(Information supplied Opens)
//! Runtime configuration for the diagnostics agent.

use std::time::Duration;

/// Default port the agent listens on.
pub const DEFAULT_PORT: u16 = 8002;

/// Resource kind the solution endpoints scope to when the caller does not
/// narrow the analysis themselves. Pod analysis is by far the fastest.
pub const DEFAULT_FILTER: &str = "Pod";

/// Configuration for the diagnostics agent.
///
/// Everything the invoker and the facade need is carried here explicitly;
/// no module reads the environment behind the caller's back.
#[derive(Debug, Clone)]
pub struct AgentConfig {
    /// Path or name of the k8sgpt binary
    pub binary: String,
    /// Base URL advertised on the agent card
    pub public_url: String,
    /// Budget for the quick un-explained scan
    pub analyze_timeout: Duration,
    /// Budget for AI-explained analysis (synchronous and streaming)
    pub explain_timeout: Duration,
    /// Cadence of `analyzing` heartbeats on the stream
    pub progress_interval: Duration,
}

impl Default for AgentConfig {
    fn default() -> Self {
        Self {
            binary: "k8sgpt".to_string(),
            public_url: format!("http://localhost:{DEFAULT_PORT}"),
            analyze_timeout: Duration::from_secs(30),
            explain_timeout: Duration::from_secs(120),
            progress_interval: Duration::from_secs(2),
        }
    }
}

#[cfg(test)]
mod tests {
    use super::*;

    #[test]
    fn defaults_match_documented_budgets() {
        let config = AgentConfig::default();
        assert_eq!(config.analyze_timeout, Duration::from_secs(30));
        assert_eq!(config.explain_timeout, Duration::from_secs(120));
        assert_eq!(config.progress_interval, Duration::from_secs(2));
        assert_eq!(config.binary, "k8sgpt");
    }
}
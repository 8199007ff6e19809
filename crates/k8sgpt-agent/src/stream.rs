//! Progress streaming around a long-running explained analysis.
//!
//! The explained k8sgpt invocation can take minutes, so callers that want
//! liveness get a stream instead of a blocking join: `analyzing` heartbeats
//! at a fixed cadence while the invocation runs on a background task, then
//! exactly one terminal frame. If the budget elapses first the stream ends
//! with no terminal frame at all, which callers must read as a timeout.
//!
//! The background task's `JoinHandle` is the only synchronization point;
//! its result cannot be observed before the task has written it. Dropping
//! the stream aborts the task, and the invoker spawns the CLI with
//! kill-on-drop, so a consumer that disconnects mid-stream also reaps the
//! child process.

use std::sync::Arc;
use std::time::Duration;

use async_stream::stream;
use futures::Stream;
use tokio::task::JoinHandle;
use tokio::time::MissedTickBehavior;
use tracing::{debug, warn};

use protocol::SolutionEvent;

use crate::analyzer::{AnalyzerError, ClusterAnalyzer};

/// Aborts the analysis task if the stream is dropped before it finishes.
struct AbortOnDrop(JoinHandle<Result<String, AnalyzerError>>);

impl Drop for AbortOnDrop {
    fn drop(&mut self) {
        self.0.abort();
    }
}

/// Run an explained analysis in the background, yielding progress frames
/// until it completes or `budget` elapses.
///
/// Frames are [`SolutionEvent::Analyzing`] every `interval` (the first
/// fires immediately with elapsed 0), followed by exactly one of
/// [`SolutionEvent::Complete`] or [`SolutionEvent::Error`] — unless the
/// budget runs out, in which case the stream simply ends.
pub fn solution_stream(
    analyzer: Arc<dyn ClusterAnalyzer>,
    filter: Option<String>,
    budget: Duration,
    interval: Duration,
) -> impl Stream<Item = SolutionEvent> + Send {
    stream! {
        let task = tokio::spawn(async move {
            analyzer.explain(filter.as_deref()).await
        });
        let mut task = AbortOnDrop(task);

        let started = tokio::time::Instant::now();
        let mut ticks = tokio::time::interval(interval);
        ticks.set_missed_tick_behavior(MissedTickBehavior::Delay);

        loop {
            let (event, done) = tokio::select! {
                result = &mut task.0 => {
                    let event = match result {
                        Ok(Ok(solution)) => {
                            debug!(bytes = solution.len(), "analysis complete");
                            SolutionEvent::Complete { solution }
                        }
                        Ok(Err(err)) => {
                            warn!(error = %err, "analysis failed");
                            SolutionEvent::Error { error: err.to_string() }
                        }
                        Err(join_err) => {
                            warn!(error = %join_err, "analysis task died");
                            SolutionEvent::Error {
                                error: format!("analysis task failed: {join_err}"),
                            }
                        }
                    };
                    (Some(event), true)
                }
                _ = ticks.tick() => {
                    let elapsed = started.elapsed();
                    if elapsed >= budget {
                        warn!(budget_secs = budget.as_secs(), "analysis budget exhausted, ending stream");
                        (None, true)
                    } else {
                        (Some(SolutionEvent::Analyzing { elapsed: elapsed.as_secs() }), false)
                    }
                }
            };

            if let Some(event) = event {
                yield event;
            }
            if done {
                break;
            }
        }
    }
}
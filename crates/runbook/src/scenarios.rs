//! Catalog of reproducible cluster faults.
//!
//! Each scenario is a trio of shell recipes: inject the fault, fix it,
//! and verify the fix took. `expect_name` is the resource name the
//! diagnosis must surface for the workflow to proceed.

/// One reproducible fault with its remediation recipes.
#[derive(Debug, Clone, Copy)]
pub struct Scenario {
    /// Catalog key, e.g. `pod-wrong-image`
    pub key: &'static str,
    /// Human-readable name
    pub name: &'static str,
    /// Resource kind the fault manifests on
    pub kind: &'static str,
    /// Resource name the diagnosis is expected to report
    pub expect_name: &'static str,
    /// Shell recipe that injects the fault
    pub inject: &'static str,
    /// Shell recipe that fixes the fault
    pub fix: &'static str,
    /// What the fix does, for narration and tickets
    pub fix_description: &'static str,
    /// Shell recipe that checks the fix took; exit 0 means healthy
    pub verify: &'static str,
}

impl Scenario {
    /// Whether the verify recipe checks that the resource is gone rather
    /// than healthy.
    #[must_use]
    pub fn verifies_removal(&self) -> bool {
        self.verify.contains("NotFound")
    }
}

/// All known fault scenarios.
pub const SCENARIOS: &[Scenario] = &[
    Scenario {
        key: "pod-wrong-image",
        name: "Pod with wrong image",
        kind: "Pod",
        expect_name: "broken-image-pod",
        inject: "kubectl run broken-image-pod --image=nginx:nonexistent --restart=Never",
        fix: "kubectl set image pod/broken-image-pod broken-image-pod=nginx:latest",
        fix_description: "Update pod image to nginx:latest",
        verify: "kubectl get pod broken-image-pod -o jsonpath='{.status.phase}' 2>/dev/null | grep -q Running",
    },
    Scenario {
        key: "pod-crashloop",
        name: "Pod crash loop",
        kind: "Pod",
        expect_name: "crashloop-pod",
        inject: r#"cat <<EOF | kubectl apply -f -
apiVersion: v1
kind: Pod
metadata:
  name: crashloop-pod
spec:
  containers:
  - name: app
    image: busybox
    command: ["sh", "-c", "exit 1"]
EOF"#,
        fix: r#"kubectl patch pod crashloop-pod -p '{"spec":{"containers":[{"name":"app","image":"busybox","command":["sh","-c","sleep 3600"]}]}}' || kubectl delete pod crashloop-pod --force --grace-period=0 && kubectl run crashloop-pod --image=busybox --command -- sh -c 'sleep 3600'"#,
        fix_description: "Fix pod command to run successfully",
        verify: "kubectl get pod crashloop-pod -o jsonpath='{.status.phase}' | grep -q Running",
    },
    Scenario {
        key: "service-no-endpoints",
        name: "Service with no endpoints",
        kind: "Service",
        expect_name: "broken-service",
        inject: r#"cat <<EOF | kubectl apply -f -
apiVersion: v1
kind: Service
metadata:
  name: broken-service
spec:
  selector:
    app: nonexistent
  ports:
  - port: 80
EOF
# Create a pod that matches
kubectl run test-backend --image=nginx --labels=app=backend
"#,
        fix: r#"kubectl patch service broken-service -p '{"spec":{"selector":{"app":"backend"}}}'"#,
        fix_description: "Update service selector to match existing pod",
        verify: "kubectl get endpoints broken-service -o jsonpath='{.subsets[0].addresses[0].ip}' | grep -q .",
    },
    Scenario {
        key: "pvc-pending",
        name: "PVC pending",
        kind: "PersistentVolumeClaim",
        expect_name: "broken-pvc",
        inject: r#"cat <<EOF | kubectl apply -f -
apiVersion: v1
kind: PersistentVolumeClaim
metadata:
  name: broken-pvc
spec:
  accessModes:
  - ReadWriteOnce
  storageClassName: nonexistent
  resources:
    requests:
      storage: 1Gi
EOF"#,
        fix: r#"kubectl delete pvc broken-pvc && cat <<EOF | kubectl apply -f -
apiVersion: v1
kind: PersistentVolumeClaim
metadata:
  name: broken-pvc
spec:
  accessModes:
  - ReadWriteOnce
  storageClassName: standard
  resources:
    requests:
      storage: 1Gi
EOF"#,
        fix_description: "Recreate PVC with valid storage class",
        verify: "kubectl get pvc broken-pvc -o jsonpath='{.spec.storageClassName}' | grep -q standard",
    },
    Scenario {
        key: "secret-unused",
        name: "Unused secret",
        kind: "Secret",
        expect_name: "unused-secret",
        inject: "kubectl create secret generic unused-secret --from-literal=key=value",
        fix: "kubectl delete secret unused-secret",
        fix_description: "Remove the unused secret",
        verify: "kubectl get secret unused-secret 2>&1 | grep -q 'NotFound'",
    },
    Scenario {
        key: "cronjob-failed",
        name: "CronJob with failing job",
        kind: "CronJob",
        expect_name: "broken-cronjob",
        inject: r#"cat <<EOF | kubectl apply -f -
apiVersion: batch/v1
kind: CronJob
metadata:
  name: broken-cronjob
spec:
  schedule: "*/1 * * * *"
  jobTemplate:
    spec:
      template:
        spec:
          containers:
          - name: app
            image: busybox
            command: ["sh", "-c", "exit 1"]
          restartPolicy: Never
EOF"#,
        fix: r#"kubectl patch cronjob broken-cronjob -p '{"spec":{"jobTemplate":{"spec":{"template":{"spec":{"containers":[{"name":"app","image":"busybox","command":["sh","-c","echo success"]}]}}}}}}'"#,
        fix_description: "Fix cronjob command to succeed",
        verify: "kubectl get cronjob broken-cronjob -o jsonpath='{.spec.jobTemplate.spec.template.spec.containers[0].command[2]}' | grep -q success",
    },
];

/// Look up a scenario by its catalog key.
#[must_use]
pub fn find(key: &str) -> Option<&'static Scenario> {
    SCENARIOS.iter().find(|s| s.key == key)
}
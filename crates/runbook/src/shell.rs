//! Shell recipe runner.

use tokio::process::Command;
use tracing::debug;

/// Captured outcome of a shell recipe.
#[derive(Debug, Clone)]
pub struct RecipeOutput {
    /// Whether the recipe exited 0
    pub success: bool,
    /// Captured stdout
    pub stdout: String,
    /// Captured stderr
    pub stderr: String,
}

impl RecipeOutput {
    /// Whether stdout mentions the given word, case-insensitively. The
    /// kubectl recipes sometimes exit non-zero while still reporting
    /// success ("created", "deleted") on stdout.
    #[must_use]
    pub fn stdout_mentions(&self, word: &str) -> bool {
        self.stdout.to_lowercase().contains(&word.to_lowercase())
    }
}

/// Run a recipe under `sh -c`, capturing output.
pub async fn run_recipe(script: &str) -> std::io::Result<RecipeOutput> {
    debug!(%script, "running recipe");
    let output = Command::new("sh").arg("-c").arg(script).output().await?;

    Ok(RecipeOutput {
        success: output.status.success(),
        stdout: String::from_utf8_lossy(&output.stdout).into_owned(),
        stderr: String::from_utf8_lossy(&output.stderr).into_owned(),
    })
}

#[cfg(test)]
mod tests {
    use super::*;

    #[tokio::test]
    async fn captures_stdout_and_status() {
        let output = run_recipe("echo created").await.unwrap();
        assert!(output.success);
        assert!(output.stdout_mentions("Created"));
    }

    #[tokio::test]
    async fn nonzero_exit_is_not_success() {
        let output = run_recipe("echo oops >&2; exit 3").await.unwrap();
        assert!(!output.success);
        assert_eq!(output.stderr.trim(), "oops");
    }
}
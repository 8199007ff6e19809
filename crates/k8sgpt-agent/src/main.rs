//! K8sGPT diagnostics agent binary.

use std::net::SocketAddr;
use std::sync::Arc;
use std::time::Duration;

use anyhow::{Context, Result};
use clap::Parser;
use tracing::info;

use k8sgpt_agent::server::AppState;
use k8sgpt_agent::{build_router, AgentConfig, K8sgptRunner};

/// HTTP agent exposing k8sgpt cluster diagnostics
#[derive(Parser)]
#[command(name = "k8sgpt-agent")]
#[command(about = "HTTP agent exposing k8sgpt cluster diagnostics")]
#[command(version)]
struct Cli {
    /// Address to listen on
    #[arg(long, default_value = "127.0.0.1:8002")]
    bind: SocketAddr,

    /// Base URL advertised on the agent card (defaults to http://<bind>)
    #[arg(long)]
    public_url: Option<String>,

    /// k8sgpt binary to invoke
    #[arg(long, default_value = "k8sgpt", env = "K8SGPT_BIN")]
    k8sgpt: String,

    /// Budget for the quick scan, in seconds
    #[arg(long, default_value = "30")]
    analyze_timeout: u64,

    /// Budget for explained analysis, in seconds
    #[arg(long, default_value = "120")]
    explain_timeout: u64,

    /// Enable verbose output
    #[arg(short, long)]
    verbose: bool,
}

#[tokio::main]
async fn main() -> Result<()> {
    let cli = Cli::parse();

    let filter = if cli.verbose {
        "k8sgpt_agent=debug,tower_http=debug"
    } else {
        "k8sgpt_agent=info"
    };
    tracing_subscriber::fmt().with_env_filter(filter).init();

    let config = AgentConfig {
        binary: cli.k8sgpt,
        public_url: cli
            .public_url
            .unwrap_or_else(|| format!("http://{}", cli.bind)),
        analyze_timeout: Duration::from_secs(cli.analyze_timeout),
        explain_timeout: Duration::from_secs(cli.explain_timeout),
        ..AgentConfig::default()
    };

    let state = Arc::new(AppState {
        analyzer: Arc::new(K8sgptRunner::new(config.clone())),
        config,
    });
    let router = build_router(state);

    let listener = tokio::net::TcpListener::bind(cli.bind)
        .await
        .with_context(|| format!("failed to bind {}", cli.bind))?;
    info!(addr = %cli.bind, "diagnostics agent listening");

    axum::serve(listener, router)
        .await
        .context("server terminated")?;

    Ok(())
}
(Information supplied Closes)
§ Action item:
Take every line above that includes "heartbeats" and list it.

§ Exercise result:
    /// Cadence of `analyzing` heartbeats on the stream
//! liveness get a stream instead of a blocking join: `analyzing` heartbeats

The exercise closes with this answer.